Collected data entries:

__________________________________________________

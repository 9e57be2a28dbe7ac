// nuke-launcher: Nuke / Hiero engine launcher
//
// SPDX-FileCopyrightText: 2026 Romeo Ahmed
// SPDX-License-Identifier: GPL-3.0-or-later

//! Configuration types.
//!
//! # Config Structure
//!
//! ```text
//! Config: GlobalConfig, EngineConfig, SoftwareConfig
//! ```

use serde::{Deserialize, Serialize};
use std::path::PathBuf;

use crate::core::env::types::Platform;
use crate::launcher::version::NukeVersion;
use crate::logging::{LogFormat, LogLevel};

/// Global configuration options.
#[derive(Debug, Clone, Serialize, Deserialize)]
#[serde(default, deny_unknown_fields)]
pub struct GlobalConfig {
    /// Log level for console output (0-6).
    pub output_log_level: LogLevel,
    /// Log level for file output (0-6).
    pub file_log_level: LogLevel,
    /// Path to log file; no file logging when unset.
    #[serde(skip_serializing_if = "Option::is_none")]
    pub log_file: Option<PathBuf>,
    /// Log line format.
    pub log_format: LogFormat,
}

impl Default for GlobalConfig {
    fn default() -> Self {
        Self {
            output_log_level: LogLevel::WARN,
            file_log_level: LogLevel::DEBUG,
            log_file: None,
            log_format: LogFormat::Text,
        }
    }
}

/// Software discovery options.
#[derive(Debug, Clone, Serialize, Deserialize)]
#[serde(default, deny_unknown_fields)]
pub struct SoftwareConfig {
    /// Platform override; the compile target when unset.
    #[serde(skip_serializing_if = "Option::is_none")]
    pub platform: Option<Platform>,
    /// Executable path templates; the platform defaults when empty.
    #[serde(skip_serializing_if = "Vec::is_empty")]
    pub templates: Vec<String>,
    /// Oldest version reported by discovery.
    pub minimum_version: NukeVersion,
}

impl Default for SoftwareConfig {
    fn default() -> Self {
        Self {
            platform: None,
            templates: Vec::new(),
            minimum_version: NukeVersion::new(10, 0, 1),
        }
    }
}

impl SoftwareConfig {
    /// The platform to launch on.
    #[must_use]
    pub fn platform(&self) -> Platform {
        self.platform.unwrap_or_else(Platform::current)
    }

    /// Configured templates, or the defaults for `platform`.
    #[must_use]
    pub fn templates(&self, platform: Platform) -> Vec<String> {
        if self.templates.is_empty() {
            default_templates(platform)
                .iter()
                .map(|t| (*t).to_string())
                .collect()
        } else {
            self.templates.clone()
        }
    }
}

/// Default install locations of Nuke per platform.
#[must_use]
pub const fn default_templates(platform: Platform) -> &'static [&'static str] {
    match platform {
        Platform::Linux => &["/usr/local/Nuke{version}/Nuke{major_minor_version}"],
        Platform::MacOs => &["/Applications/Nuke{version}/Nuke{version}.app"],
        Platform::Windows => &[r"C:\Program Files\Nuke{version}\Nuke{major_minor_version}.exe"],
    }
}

__________________________________________________

PROBLEM TO WORK ON: Copy every entry exactly, missing none.

ANSWER TO THIS EXERCISE:
repository 9e57be2a28dbe7ac
// nuke-launcher: Nuke / Hiero engine launcher
//
// SPDX-FileCopyrightText: 2026 Romeo Ahmed
// SPDX-License-Identifier: GPL-3.0-or-later

//! Configuration types.
//!
//! # Config Structure
//!
//! ```text
//! Config: GlobalConfig, EngineConfig, SoftwareConfig
//! ```

use serde::{Deserialize, Serialize};
use std::path::PathBuf;

use crate::core::env::types::Platform;
use crate::launcher::version::NukeVersion;
use crate::logging::{LogFormat, LogLevel};

/// Global configuration options.
#[derive(Debug, Clone, Serialize, Deserialize)]
#[serde(default, deny_unknown_fields)]
pub struct GlobalConfig {
    /// Log level for console output (0-6).
    pub output_log_level: LogLevel,
    /// Log level for file output (0-6).
    pub file_log_level: LogLevel,
    /// Path to log file; no file logging when unset.
    #[serde(skip_serializing_if = "Option::is_none")]
    pub log_file: Option<PathBuf>,
    /// Log line format.
    pub log_format: LogFormat,
}

impl Default for GlobalConfig {
    fn default() -> Self {
        Self {
            output_log_level: LogLevel::WARN,
            file_log_level: LogLevel::DEBUG,
            log_file: None,
            log_format: LogFormat::Text,
        }
    }
}

/// Software discovery options.
#[derive(Debug, Clone, Serialize, Deserialize)]
#[serde(default, deny_unknown_fields)]
pub struct SoftwareConfig {
    /// Platform override; the compile target when unset.
    #[serde(skip_serializing_if = "Option::is_none")]
    pub platform: Option<Platform>,
    /// Executable path templates; the platform defaults when empty.
    #[serde(skip_serializing_if = "Vec::is_empty")]
    pub templates: Vec<String>,
    /// Oldest version reported by discovery.
    pub minimum_version: NukeVersion,
}

impl Default for SoftwareConfig {
    fn default() -> Self {
        Self {
            platform: None,
            templates: Vec::new(),
            minimum_version: NukeVersion::new(10, 0, 1),
        }
    }
}

impl SoftwareConfig {
    /// The platform to launch on.
    #[must_use]
    pub fn platform(&self) -> Platform {
        self.platform.unwrap_or_else(Platform::current)
    }

    /// Configured templates, or the defaults for `platform`.
    #[must_use]
    pub fn templates(&self, platform: Platform) -> Vec<String> {
        if self.templates.is_empty() {
            default_templates(platform)
                .iter()
                .map(|t| (*t).to_string())
                .collect()
        } else {
            self.templates.clone()
        }
    }
}

/// Default install locations of Nuke per platform.
#[must_use]
pub const fn default_templates(platform: Platform) -> &'static [&'static str] {
    match platform {
        Platform::Linux => &["/usr/local/Nuke{version}/Nuke{major_minor_version}"],
        Platform::MacOs => &["/Applications/Nuke{version}/Nuke{version}.app"],
        Platform::Windows => &[r"C:\Program Files\Nuke{version}\Nuke{major_minor_version}.exe"],
    }
}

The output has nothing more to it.